Myanmar’s contemporary art scene flourished after the country’s hard-earned democratisation in 2015, building on the underground cultural struggles of the previous decades, and was beginning to connect with regional and global networks. But it has not yet consolidated beyond what the Yangon-based artist and curator Aung Myat Htay calls “unmodified old-school”, with an art infrastructure that has “not changed much since its creation more than 60 years ago after independence [from Britain in 1948]”.

Weaponising art

The Burma Art Club first brought Western art to Myanmar in the 1910s, and sent artists for education in the West. Successive military regimes have weaponised art as propaganda, Aung Myat Htay says, creating some of the worst art censorship in the world. Crucially, Aung Myat Htay’s online School of Contemporary Art (SoCA) provides artists with training and opportunities.

The artist Aung Myat Htay in his studio Courtesy of the artist

“We do not see any of the intentional political expression that we used to,” says Aung Myat Htay. “Under the current situation, there exists such a feeling that we cannot make a sound at all, and this may be due to the dangerous atmosphere for sure.”

Myanmar’s artists are, however, finding artistic freedom and support abroad, from gallery shows around Asia to a major survey at the British Museum in London scheduled for autumn 2023. “There has, in recent decades, been growing interest in contemporary art from Myanmar,” says Louis H. Ho, an independent curator in Singapore.

International exposure

Ho organised Htein Lin’s show, Another Spring, earlier this year at Richard Koh Fine Art’s (RKFA) Singapore venue, and is planning to show drawings by the Myanmar artist Maung Day at Yeo Workshop’s stand at the forthcoming Art SG fair (12-15 January 2023).

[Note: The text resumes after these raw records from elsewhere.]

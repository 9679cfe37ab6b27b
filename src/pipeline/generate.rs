//! Single-asset generation call: compose, grain, finalize
//!
//! The generator owns nothing but its random source. Each call allocates
//! its own raster, runs the full producer -> post-processor -> derivative
//! pipeline, and returns an immutable asset; no raster outlives the call.

use crate::compose::{ArtConfig, apply_grain, compose};
use crate::io::configuration::FILENAME_PREFIX;
use crate::io::error::Result;
use crate::palette::ColorPalette;
use crate::pipeline::derivative::finalize;
use chrono::{DateTime, Utc};
use rand::SeedableRng;
use rand::rngs::StdRng;
use uuid::Uuid;

/// One generated artwork asset, immutable once created
#[derive(Clone, Debug)]
pub struct GeneratedAsset {
    /// Globally unique identifier assigned at creation time
    pub id: Uuid,
    /// Lossless full-resolution PNG payload
    pub full_image: Vec<u8>,
    /// Low-resolution JPEG preview payload
    pub preview_image: Vec<u8>,
    /// Name of the palette the asset was themed with
    pub palette_name: String,
    /// Export filename, derived deterministically from the id
    pub filename: String,
    /// Creation time
    pub timestamp: DateTime<Utc>,
    /// Number of primitives drawn into the composition
    pub shapes_drawn: u32,
}

/// Derive the export filename from an asset id
pub fn asset_filename(id: Uuid) -> String {
    let hex = id.simple().to_string();
    let short = hex.get(0..8).unwrap_or(&hex);
    format!("{FILENAME_PREFIX}_{short}.png")
}

/// Asset producer holding the injected random source
///
/// Seeding is the only state carried across calls; every other resource
/// is allocated and discarded within a single `generate` invocation.
pub struct Generator {
    rng: StdRng,
}

impl Generator {
    /// Create a generator with a fixed seed for reproducible batches
    pub fn from_seed(seed: u64) -> Self {
        Self {
            rng: StdRng::seed_from_u64(seed),
        }
    }

    /// Create a generator seeded from OS entropy
    pub fn from_entropy() -> Self {
        Self {
            rng: StdRng::from_os_rng(),
        }
    }

    /// Run one full generation call
    ///
    /// # Errors
    ///
    /// Returns an error if the configuration or palette is invalid, the
    /// drawing surface cannot be acquired, or payload encoding fails.
    /// Failures never leave a partial asset behind.
    pub fn generate(
        &mut self,
        config: &ArtConfig,
        palette: &ColorPalette,
    ) -> Result<GeneratedAsset> {
        let composed = compose(config, palette, &mut self.rng)?;

        let mut pixmap = composed.pixmap;
        apply_grain(&mut pixmap, &mut self.rng);

        let derivatives = finalize(&pixmap)?;

        let id = Uuid::new_v4();
        Ok(GeneratedAsset {
            id,
            full_image: derivatives.full_png,
            preview_image: derivatives.preview_jpeg,
            palette_name: palette.name.clone(),
            filename: asset_filename(id),
            timestamp: Utc::now(),
            shapes_drawn: composed.shapes_drawn,
        })
    }
}

#[cfg(test)]
mod tests {
    use super::*;

    #[test]
    fn test_filename_uses_first_eight_hex_chars() {
        let id = Uuid::new_v4();
        let filename = asset_filename(id);
        assert!(filename.starts_with("abstract_bg_"));
        assert!(filename.ends_with(".png"));
        let stem = filename
            .strip_prefix("abstract_bg_")
            .and_then(|s| s.strip_suffix(".png"))
            .unwrap();
        assert_eq!(stem.len(), 8);
        assert!(stem.chars().all(|c| c.is_ascii_hexdigit()));
    }
}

Maung Day’s Assassination on the Kitchen Floor (2022) Courtesy of the artist

Ho says: “The recent tenth edition of the Asia Pacific Triennial [4 December 2021 to 25 April] featured the Myanmar performance collective 3AM, while past editions have included Htein Lin and Soe Yu Nwe. Min Thein Sung was in the line-up of the sixth edition of the Singapore Biennale in 2019.” Htein Lin’s soap carvings, made during imprisonment, were a highlight of the 2016 Singapore Biennale which Ho co-curated.

“Private galleries across the region have also proved to be important allies, such as RKFA and Intersections Gallery in Singapore, 10 Chancery Lane in Hong Kong, and Thavibu Art Advisory in Bangkok,” Ho adds. Hong Kong’s Karin Weber Gallery has presented several Myanmar projects, most recently a solo show of Aung Myint who co-founded Inya Art Gallery in 1989, one of Myanmar’s first contemporary art spaces (a military crackdown on student protesters in 1988 was a watershed moment).

Htein Lin remained somewhat hopeful when speaking to The Art Newspaper two weeks ago. “I hope that the rest of the world will help Myanmar artists to develop their practice and stay connected with us,” he said, calling for young artists particularly to be considered for exhibitions and residencies. In the long term, he said, “we always hope that the situation in Myanmar will get better. We have no choice, since otherwise we will be destroyed by despair.”